Le comté de Los Angeles, en Californie, possède des forêts nationales, des forêts d'État et des parcs locaux, ainsi que de nombreux arbres dans la ville de Los Angeles, au niveau des habitations et des entreprises, qui fournissent également un précieux piégeage du carbone.

Sur la côte est, le comté de Montgomery, dans le Maryland, compte de nombreux parcs abritant des forêts matures, des zones boisées qui protègent d'importants bassins versants, ainsi que de nombreux paysages suburbains et agricoles comportant des arbres.

Selon Douglas Weisburger, spécialiste principal de la planification pour les programmes de durabilité au sein du département de la protection de l'environnement du comté de Montgomery, avant l'étude pilote, ils ne connaissaient pas l'ampleur du carbone piégé par les forêts et les arbres du comté, ni les émissions produites par le défrichement de ces arbres pour le développement. Grâce au protocole, le comté dispose désormais de nouvelles données qui peuvent éclairer les politiques et les programmes qui l'aideront à atteindre ses objectifs en matière de gaz à effet de serre, notamment à devenir neutre sur le plan climatique.


Le comté de Montgomery espère utiliser les données générées par l'étude pilote pour explorer les possibilités de subventions afin d'analyser plus en profondeur les impacts de la gestion des terres sur son bilan carbone. Cela peut inclure l'impact de la réduction de la perte de couverture forestière pendant le développement, la prise en compte du potentiel perdu lorsque les forêts et les arbres sont supprimés, le soutien des programmes de plantation de forêts et d'arbres et l'amélioration de l'agriculture et de l'aménagement paysager durables.
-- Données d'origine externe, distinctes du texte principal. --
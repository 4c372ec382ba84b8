//! Bot abstraction for sending, editing and downloading.
//!
//! [`Bot`] is transport-agnostic; tumor-bot implements it on top of teloxide. All text is sent as
//! Telegram HTML, so callers escape any user- or model-provided content before passing it in.

use crate::error::{Result, ScanError};
use crate::types::{Chat, Message};
use async_trait::async_trait;

/// Abstraction for the messaging transport used by handlers.
#[async_trait]
pub trait Bot: Send + Sync {
    /// Sends an HTML text message to the given chat.
    async fn send_message(&self, chat: &Chat, text: &str) -> Result<()>;
    /// Sends a reply to the given message (same chat).
    async fn reply_to(&self, message: &Message, text: &str) -> Result<()>;
    /// Edits an already-sent message. `message_id` is transport-specific (Telegram numeric string).
    async fn edit_message(&self, chat: &Chat, message_id: &str, text: &str) -> Result<()>;
    /// Sends a message and returns its id for a later `edit_message`.
    async fn send_message_and_return_id(&self, chat: &Chat, text: &str) -> Result<String>;
    /// Uploads an in-memory image with an optional HTML caption.
    async fn send_photo(
        &self,
        chat: &Chat,
        photo: Vec<u8>,
        file_name: &str,
        caption: Option<&str>,
    ) -> Result<()>;
    /// Downloads a file previously sent by a user, by transport file id.
    async fn download_file(&self, file_id: &str) -> Result<Vec<u8>>;
}

/// Parses a message id string into an i32. Used by edit_message.
pub fn parse_message_id(s: &str) -> Result<i32> {
    s.parse()
        .map_err(|_| ScanError::Bot(format!("Invalid message_id for edit: {}", s)))
}
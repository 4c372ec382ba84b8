//! Per-user memory of the last scan's findings.

use std::collections::HashMap;
use std::sync::Arc;

use tokio::sync::RwLock;

/// Last detected tumor names per user id. In-memory; cleared on restart.
#[derive(Debug, Clone, Default)]
pub struct SessionStore {
    inner: Arc<RwLock<HashMap<i64, Vec<String>>>>,
}

impl SessionStore {
    pub fn new() -> Self {
        Self::default()
    }

    /// Stores findings for `user_id`; `None` clears them.
    pub async fn set_last_findings(&self, user_id: i64, findings: Option<Vec<String>>) {
        let mut map = self.inner.write().await;
        match findings {
            Some(names) => {
                map.insert(user_id, names);
            }
            None => {
                map.remove(&user_id);
            }
        }
    }

    pub async fn last_findings(&self, user_id: i64) -> Option<Vec<String>> {
        self.inner.read().await.get(&user_id).cloned()
    }
}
Avec le lancement de ce nouveau guide, d'autres communautés à travers les États-Unis seront bientôt en mesure de suivre l'exemple et de faire des estimations précises de l'impact climatique de leurs forêts et de leurs arbres. De plus en plus, les collectivités américaines se fixent des objectifs de réduction nette des émissions et, pour atteindre ces objectifs, les forêts doivent faire partie de l'équation.